• How to complete this task: Would you please copy the part of the material below that opens with the line containing "filename src/grid.rs" and closes with the line containing "expanding a cell."? Copy it exactly, and only it.

• Material supplied:
- - - - - - -

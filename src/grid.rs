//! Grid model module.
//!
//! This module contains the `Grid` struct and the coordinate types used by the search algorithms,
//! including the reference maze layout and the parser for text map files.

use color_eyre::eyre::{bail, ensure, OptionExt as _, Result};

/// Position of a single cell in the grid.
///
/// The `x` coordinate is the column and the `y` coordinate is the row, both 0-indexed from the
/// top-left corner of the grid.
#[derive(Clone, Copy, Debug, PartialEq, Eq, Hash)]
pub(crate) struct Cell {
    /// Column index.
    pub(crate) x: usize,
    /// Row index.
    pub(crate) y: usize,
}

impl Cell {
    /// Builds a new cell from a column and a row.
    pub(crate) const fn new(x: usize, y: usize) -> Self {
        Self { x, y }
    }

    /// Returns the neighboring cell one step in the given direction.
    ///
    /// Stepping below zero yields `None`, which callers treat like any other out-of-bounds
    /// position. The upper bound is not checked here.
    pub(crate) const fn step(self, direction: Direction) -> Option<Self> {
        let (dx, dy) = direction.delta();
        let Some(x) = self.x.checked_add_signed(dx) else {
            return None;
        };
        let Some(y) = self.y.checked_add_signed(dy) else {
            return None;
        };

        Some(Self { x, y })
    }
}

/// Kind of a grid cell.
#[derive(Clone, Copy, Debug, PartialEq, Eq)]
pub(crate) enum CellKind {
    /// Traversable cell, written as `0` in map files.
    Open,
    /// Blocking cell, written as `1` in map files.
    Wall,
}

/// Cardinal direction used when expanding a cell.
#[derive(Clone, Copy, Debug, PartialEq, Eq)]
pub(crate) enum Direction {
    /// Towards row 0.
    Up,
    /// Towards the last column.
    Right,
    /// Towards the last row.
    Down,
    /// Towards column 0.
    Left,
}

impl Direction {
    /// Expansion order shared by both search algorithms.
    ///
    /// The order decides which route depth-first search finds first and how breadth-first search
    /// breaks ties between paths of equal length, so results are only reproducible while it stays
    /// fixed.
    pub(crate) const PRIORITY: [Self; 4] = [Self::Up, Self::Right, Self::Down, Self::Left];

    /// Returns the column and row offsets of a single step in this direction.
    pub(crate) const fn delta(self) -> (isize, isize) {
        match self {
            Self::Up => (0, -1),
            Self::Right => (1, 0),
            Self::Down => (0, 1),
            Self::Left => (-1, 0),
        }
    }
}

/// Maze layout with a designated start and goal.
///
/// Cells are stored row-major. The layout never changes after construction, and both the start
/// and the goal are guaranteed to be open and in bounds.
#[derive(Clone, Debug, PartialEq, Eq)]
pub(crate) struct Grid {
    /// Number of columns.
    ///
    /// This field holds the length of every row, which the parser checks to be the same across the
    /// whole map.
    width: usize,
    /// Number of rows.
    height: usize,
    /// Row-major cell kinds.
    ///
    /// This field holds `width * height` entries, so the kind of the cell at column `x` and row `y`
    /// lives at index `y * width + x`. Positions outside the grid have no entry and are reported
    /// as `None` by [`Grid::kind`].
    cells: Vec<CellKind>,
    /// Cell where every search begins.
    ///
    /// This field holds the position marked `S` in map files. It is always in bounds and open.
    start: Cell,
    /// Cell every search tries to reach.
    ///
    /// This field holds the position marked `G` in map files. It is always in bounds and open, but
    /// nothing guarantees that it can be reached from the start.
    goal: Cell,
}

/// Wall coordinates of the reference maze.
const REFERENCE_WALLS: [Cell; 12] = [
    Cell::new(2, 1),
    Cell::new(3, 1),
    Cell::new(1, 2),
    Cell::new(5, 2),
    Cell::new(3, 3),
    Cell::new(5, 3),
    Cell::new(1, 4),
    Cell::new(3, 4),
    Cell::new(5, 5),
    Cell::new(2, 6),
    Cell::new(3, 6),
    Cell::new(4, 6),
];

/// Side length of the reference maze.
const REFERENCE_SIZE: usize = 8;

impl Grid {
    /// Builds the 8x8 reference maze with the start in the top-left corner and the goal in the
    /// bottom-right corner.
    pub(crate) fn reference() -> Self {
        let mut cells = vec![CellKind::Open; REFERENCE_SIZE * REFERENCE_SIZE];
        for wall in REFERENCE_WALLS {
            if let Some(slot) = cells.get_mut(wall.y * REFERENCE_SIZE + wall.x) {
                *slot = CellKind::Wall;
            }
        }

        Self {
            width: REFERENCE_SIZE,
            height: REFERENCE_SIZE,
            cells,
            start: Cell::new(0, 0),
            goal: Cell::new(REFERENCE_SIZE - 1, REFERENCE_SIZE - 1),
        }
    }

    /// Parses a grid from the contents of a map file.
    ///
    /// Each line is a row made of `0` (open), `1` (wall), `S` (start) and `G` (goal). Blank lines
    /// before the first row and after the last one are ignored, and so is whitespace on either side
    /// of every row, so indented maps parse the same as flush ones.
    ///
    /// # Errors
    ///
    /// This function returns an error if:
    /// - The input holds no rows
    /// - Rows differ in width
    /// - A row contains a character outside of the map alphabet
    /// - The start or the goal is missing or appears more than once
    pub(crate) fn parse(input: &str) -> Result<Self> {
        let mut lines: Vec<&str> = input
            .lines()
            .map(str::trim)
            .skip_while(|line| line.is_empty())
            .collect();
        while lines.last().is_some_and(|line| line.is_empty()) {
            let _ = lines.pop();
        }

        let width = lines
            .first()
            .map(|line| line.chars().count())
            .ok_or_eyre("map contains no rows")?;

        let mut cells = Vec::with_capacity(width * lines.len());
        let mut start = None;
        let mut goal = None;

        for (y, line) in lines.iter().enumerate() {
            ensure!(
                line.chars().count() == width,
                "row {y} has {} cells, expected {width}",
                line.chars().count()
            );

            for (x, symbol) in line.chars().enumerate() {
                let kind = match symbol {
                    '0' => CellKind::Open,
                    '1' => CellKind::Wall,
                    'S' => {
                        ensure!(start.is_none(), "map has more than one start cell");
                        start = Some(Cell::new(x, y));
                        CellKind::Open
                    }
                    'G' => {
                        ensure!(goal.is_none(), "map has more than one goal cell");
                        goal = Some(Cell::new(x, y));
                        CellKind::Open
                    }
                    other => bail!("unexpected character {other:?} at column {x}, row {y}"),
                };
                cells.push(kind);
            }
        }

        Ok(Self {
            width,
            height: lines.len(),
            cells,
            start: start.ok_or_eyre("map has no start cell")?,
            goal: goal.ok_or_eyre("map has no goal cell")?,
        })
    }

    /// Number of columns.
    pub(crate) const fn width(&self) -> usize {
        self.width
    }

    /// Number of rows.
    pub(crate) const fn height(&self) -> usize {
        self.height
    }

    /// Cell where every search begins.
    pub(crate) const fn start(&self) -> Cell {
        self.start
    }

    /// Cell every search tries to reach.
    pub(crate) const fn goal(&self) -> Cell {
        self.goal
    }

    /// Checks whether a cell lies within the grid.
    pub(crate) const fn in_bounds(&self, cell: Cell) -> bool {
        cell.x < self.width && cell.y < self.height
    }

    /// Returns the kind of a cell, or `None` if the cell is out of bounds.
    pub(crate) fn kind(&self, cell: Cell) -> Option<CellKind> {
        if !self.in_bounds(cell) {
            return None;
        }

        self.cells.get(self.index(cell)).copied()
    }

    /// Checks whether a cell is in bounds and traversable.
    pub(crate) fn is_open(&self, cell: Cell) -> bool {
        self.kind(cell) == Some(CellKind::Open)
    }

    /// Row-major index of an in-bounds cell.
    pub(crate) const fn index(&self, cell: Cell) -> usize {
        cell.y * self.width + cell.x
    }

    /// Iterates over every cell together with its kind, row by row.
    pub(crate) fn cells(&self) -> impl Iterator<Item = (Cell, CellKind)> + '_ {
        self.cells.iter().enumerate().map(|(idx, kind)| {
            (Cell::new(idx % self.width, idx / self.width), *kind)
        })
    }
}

- - - - - - -

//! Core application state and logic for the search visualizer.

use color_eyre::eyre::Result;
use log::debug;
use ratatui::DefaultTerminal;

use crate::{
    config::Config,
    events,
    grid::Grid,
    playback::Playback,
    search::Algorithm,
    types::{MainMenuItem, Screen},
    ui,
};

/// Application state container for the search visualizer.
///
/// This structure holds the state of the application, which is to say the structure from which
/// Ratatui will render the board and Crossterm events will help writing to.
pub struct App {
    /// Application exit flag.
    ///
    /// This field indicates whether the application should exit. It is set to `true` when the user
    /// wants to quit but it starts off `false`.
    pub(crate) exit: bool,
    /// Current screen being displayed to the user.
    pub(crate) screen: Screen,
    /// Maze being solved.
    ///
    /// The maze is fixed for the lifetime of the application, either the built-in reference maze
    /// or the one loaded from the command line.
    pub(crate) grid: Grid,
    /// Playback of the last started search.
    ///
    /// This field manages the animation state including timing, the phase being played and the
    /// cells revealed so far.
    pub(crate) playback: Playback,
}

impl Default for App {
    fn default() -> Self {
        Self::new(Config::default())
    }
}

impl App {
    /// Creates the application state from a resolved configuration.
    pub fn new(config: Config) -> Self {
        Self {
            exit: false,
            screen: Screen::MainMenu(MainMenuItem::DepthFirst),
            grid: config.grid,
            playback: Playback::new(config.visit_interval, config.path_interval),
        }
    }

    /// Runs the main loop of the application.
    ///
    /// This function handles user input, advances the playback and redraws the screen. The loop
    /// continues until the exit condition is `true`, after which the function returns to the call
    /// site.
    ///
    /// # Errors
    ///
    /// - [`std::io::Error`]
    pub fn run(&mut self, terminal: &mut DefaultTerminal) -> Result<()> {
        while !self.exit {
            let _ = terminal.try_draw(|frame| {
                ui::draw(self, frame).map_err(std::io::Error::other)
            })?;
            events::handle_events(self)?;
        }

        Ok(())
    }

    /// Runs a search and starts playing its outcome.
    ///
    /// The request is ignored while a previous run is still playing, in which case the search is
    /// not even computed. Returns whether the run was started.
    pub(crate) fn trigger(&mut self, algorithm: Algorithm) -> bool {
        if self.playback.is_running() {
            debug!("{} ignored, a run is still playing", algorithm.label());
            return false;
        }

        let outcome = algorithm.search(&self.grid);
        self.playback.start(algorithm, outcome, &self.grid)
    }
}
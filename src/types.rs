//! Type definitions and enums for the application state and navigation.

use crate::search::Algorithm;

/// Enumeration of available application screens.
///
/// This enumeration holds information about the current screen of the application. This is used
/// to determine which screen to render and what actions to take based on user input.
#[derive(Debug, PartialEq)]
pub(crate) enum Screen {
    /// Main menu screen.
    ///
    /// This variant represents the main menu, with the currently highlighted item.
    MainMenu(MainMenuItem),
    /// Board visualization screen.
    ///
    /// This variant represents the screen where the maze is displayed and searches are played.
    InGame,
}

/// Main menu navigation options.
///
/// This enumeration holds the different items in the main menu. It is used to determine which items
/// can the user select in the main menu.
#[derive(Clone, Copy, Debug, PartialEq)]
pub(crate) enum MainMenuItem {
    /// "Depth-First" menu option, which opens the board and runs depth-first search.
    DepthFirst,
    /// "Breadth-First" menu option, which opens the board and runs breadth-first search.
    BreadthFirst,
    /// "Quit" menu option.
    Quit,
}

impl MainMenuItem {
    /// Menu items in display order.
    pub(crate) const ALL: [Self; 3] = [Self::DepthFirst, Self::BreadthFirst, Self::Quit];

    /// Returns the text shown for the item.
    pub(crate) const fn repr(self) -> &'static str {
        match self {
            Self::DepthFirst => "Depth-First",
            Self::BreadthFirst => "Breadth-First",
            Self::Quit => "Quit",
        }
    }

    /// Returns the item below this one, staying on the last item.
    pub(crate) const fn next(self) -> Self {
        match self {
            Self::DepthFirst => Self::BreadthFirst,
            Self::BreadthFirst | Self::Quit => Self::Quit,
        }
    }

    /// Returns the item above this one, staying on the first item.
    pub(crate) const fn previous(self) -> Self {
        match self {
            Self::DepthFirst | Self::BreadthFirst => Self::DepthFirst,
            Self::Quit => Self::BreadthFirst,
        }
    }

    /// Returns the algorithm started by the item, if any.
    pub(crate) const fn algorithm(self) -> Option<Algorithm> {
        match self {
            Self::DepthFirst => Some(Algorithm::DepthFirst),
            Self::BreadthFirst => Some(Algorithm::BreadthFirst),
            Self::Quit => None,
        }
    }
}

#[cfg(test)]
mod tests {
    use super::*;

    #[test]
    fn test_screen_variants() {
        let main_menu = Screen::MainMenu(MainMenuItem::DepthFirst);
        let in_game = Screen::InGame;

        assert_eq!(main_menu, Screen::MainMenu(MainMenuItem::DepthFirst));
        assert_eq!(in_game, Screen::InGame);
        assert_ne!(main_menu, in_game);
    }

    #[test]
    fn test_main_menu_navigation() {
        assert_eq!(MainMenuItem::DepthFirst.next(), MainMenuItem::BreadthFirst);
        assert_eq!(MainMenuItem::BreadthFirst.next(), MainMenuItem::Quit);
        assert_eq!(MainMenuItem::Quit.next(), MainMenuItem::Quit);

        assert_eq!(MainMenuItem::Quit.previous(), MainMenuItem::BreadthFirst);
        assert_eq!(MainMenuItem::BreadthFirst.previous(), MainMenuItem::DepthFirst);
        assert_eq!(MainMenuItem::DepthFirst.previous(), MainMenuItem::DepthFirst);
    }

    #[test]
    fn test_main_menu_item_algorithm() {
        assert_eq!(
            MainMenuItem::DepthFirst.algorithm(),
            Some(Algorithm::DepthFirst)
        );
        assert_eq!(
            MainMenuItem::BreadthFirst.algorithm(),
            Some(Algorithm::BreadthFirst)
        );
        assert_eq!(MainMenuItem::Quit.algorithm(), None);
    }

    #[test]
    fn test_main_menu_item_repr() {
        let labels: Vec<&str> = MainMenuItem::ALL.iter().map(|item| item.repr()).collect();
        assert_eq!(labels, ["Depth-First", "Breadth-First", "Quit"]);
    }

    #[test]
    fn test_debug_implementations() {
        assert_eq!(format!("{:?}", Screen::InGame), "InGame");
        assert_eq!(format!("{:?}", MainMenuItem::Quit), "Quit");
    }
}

- - - - - - -

• Output:
filename src/grid.rs
//! Grid model module.
//!
//! This module contains the `Grid` struct and the coordinate types used by the search algorithms,
//! including the reference maze layout and the parser for text map files.

use color_eyre::eyre::{bail, ensure, OptionExt as _, Result};

/// Position of a single cell in the grid.
///
/// The `x` coordinate is the column and the `y` coordinate is the row, both 0-indexed from the
/// top-left corner of the grid.
#[derive(Clone, Copy, Debug, PartialEq, Eq, Hash)]
pub(crate) struct Cell {
    /// Column index.
    pub(crate) x: usize,
    /// Row index.
    pub(crate) y: usize,
}

impl Cell {
    /// Builds a new cell from a column and a row.
    pub(crate) const fn new(x: usize, y: usize) -> Self {
        Self { x, y }
    }

    /// Returns the neighboring cell one step in the given direction.
    ///
    /// Stepping below zero yields `None`, which callers treat like any other out-of-bounds
    /// position. The upper bound is not checked here.
    pub(crate) const fn step(self, direction: Direction) -> Option<Self> {
        let (dx, dy) = direction.delta();
        let Some(x) = self.x.checked_add_signed(dx) else {
            return None;
        };
        let Some(y) = self.y.checked_add_signed(dy) else {
            return None;
        };

        Some(Self { x, y })
    }
}

/// Kind of a grid cell.
#[derive(Clone, Copy, Debug, PartialEq, Eq)]
pub(crate) enum CellKind {
    /// Traversable cell, written as `0` in map files.
    Open,
    /// Blocking cell, written as `1` in map files.
    Wall,
}

/// Cardinal direction used when expanding a cell.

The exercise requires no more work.